Прозвучало это очень отчаянно и безнадежно. Еще бы ей не было страшно. Любой бы на ее месте испугался.
— Ира, слушай меня внимательно… Ты сколько продержишься? Час сможешь?
— Если только они дверь ломать не станут. Я стопор накинула. Отмычкой… — Пауза и вновь сдавленный шепот: — Вот опять кто-то в замке ковыряется. Подожди, я в кухню уйду. С той стороны дверь открыть нельзя.
— Из квартиры черный ход есть?
— Нет.
— А ты вообще из квартиры выйти можешь?
— Нет. Там парень какой-то между этажами стоит. Я в глазок смотрела…
— Черт. Ладно. Я сейчас приеду. Главное, не паникуй.
Последнюю фразу он сказал уже едва ли не в полный голос, совершенно забыв об осторожности. И тут же услышал за спиной:
— Ты с кем это базары катаешь, братан?
— Что?
Степан резко повернулся. На пороге стоял Челнок.
— Я спрашиваю, кому звонил?
— Да это не я. Это мне. Пацан один из института. У него напряги там… с экзаменами, короче. Спросил, не смогу ли я помочь.
— Что-то я звонка не слыхал.
— Да он в режиме вибрации стоит. Не звонит, трясется.
— А-а, — Челнок подошел, протянул руку. — Можно посмотреть?

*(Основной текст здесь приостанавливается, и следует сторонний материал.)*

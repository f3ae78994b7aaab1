//! Hold-time hysteresis over smoothed emotion scores.
//!
//! A score has to stay at or above its threshold for `min_hold` seconds
//! without interruption before the emotion counts as confirmed. Confirmation
//! latches until `reset`, which the engine calls on every recalibration.

use tracing::debug;

use crate::facs::{Emotion, EmotionFlags, EmotionScores, PerEmotion};

#[derive(Debug, Clone)]
pub struct StabilityDetector {
    thresholds: EmotionScores,
    min_hold: f32,
    hold: PerEmotion<f32>,
    above: EmotionFlags,
    confirmed: EmotionFlags,
}

impl StabilityDetector {
    pub fn new(thresholds: EmotionScores, min_hold_secs: f32) -> Self {
        Self {
            thresholds,
            min_hold: min_hold_secs.max(0.0),
            hold: PerEmotion::splat(0.0),
            above: EmotionFlags::default(),
            confirmed: EmotionFlags::default(),
        }
    }

    pub fn thresholds(&self) -> &EmotionScores {
        &self.thresholds
    }

    pub fn min_hold(&self) -> f32 {
        self.min_hold
    }

    /// Continuous time each score has spent at or above threshold.
    pub fn hold_times(&self) -> &PerEmotion<f32> {
        &self.hold
    }

    /// Latched flags: set once the hold time is reached, cleared only by `reset`.
    pub fn confirmed(&self) -> &EmotionFlags {
        &self.confirmed
    }

    /// Unlatched view: score at threshold on the last update and hold time
    /// at or past the minimum.
    pub fn stable(&self) -> EmotionFlags {
        self.hold
            .map(|emotion, h| self.above.get(emotion) && h >= self.min_hold)
    }

    pub fn update(&mut self, scores: &EmotionScores, dt: f32) -> &EmotionFlags {
        for emotion in Emotion::ALL {
            let above = scores.get(emotion) >= self.thresholds.get(emotion);
            *self.above.get_mut(emotion) = above;

            let hold = self.hold.get_mut(emotion);
            if above {
                *hold += dt;
            } else {
                *hold = 0.0;
            }

            // A zero minimum hold must not confirm a score under threshold.
            if above && *hold >= self.min_hold && !self.confirmed.get(emotion) {
                *self.confirmed.get_mut(emotion) = true;
                debug!("{} confirmed after {:.3}s hold", emotion.as_str(), *hold);
            }
        }
        &self.confirmed
    }

    pub fn reset(&mut self) {
        self.hold = PerEmotion::splat(0.0);
        self.above = EmotionFlags::default();
        self.confirmed = EmotionFlags::default();
    }
}
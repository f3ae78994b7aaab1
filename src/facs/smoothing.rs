//! First-order exponential moving average over the four emotion scores.

use crate::facs::{lerp, Emotion, EmotionScores};

#[derive(Debug, Clone)]
pub struct EmaSmoother {
    alpha: f32,
    scores: EmotionScores,
}

impl EmaSmoother {
    /// `alpha` is clamped into (0, 1]; smaller is smoother.
    pub fn new(alpha: f32) -> Self {
        Self {
            alpha: alpha.clamp(f32::EPSILON, 1.0),
            scores: EmotionScores::default(),
        }
    }

    pub fn alpha(&self) -> f32 {
        self.alpha
    }

    pub fn scores(&self) -> &EmotionScores {
        &self.scores
    }

    pub fn update(&mut self, raw: &EmotionScores) -> &EmotionScores {
        for emotion in Emotion::ALL {
            let s = self.scores.get_mut(emotion);
            *s = lerp(*s, raw.get(emotion), self.alpha).clamp(0.0, 1.0);
        }
        &self.scores
    }
}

Тон его подразумевал скорее утверждение, нежели вопрос.
— Конечно, смотри, — Степан положил мобильник на ладонь Челнока.
— Хорошая машинка. — Тот с любопытством осмотрел аппарат, сунул себе в карман. — Не в обиду, братан. Когда все закончится, верну. А пока пусть побудет у меня. На твоем пацане реальные люди уже висеть могут. Ты, по неопытности, наколку им дашь. Неприятности тогда у нас будут. Понимаешь?
— Ладно, чего там… Надо так надо, — Степан сделал честные глаза. — Слушай, Челнок, у тебя бабки есть?
— Ну, допустим, есть мало-мало. А тебе зачем?
— Да хотел в магазин сходить. Скучно, блин, как в могиле.
Степан изо всех сил старался, чтобы его голос звучал беспечно и убедительно. Судя по всему, получилось плохо. Точнее, совсем не получилось.
— Не стоит, пожалуй, братан. Лучше сутки скучать здесь, чем без берегов — в ящике.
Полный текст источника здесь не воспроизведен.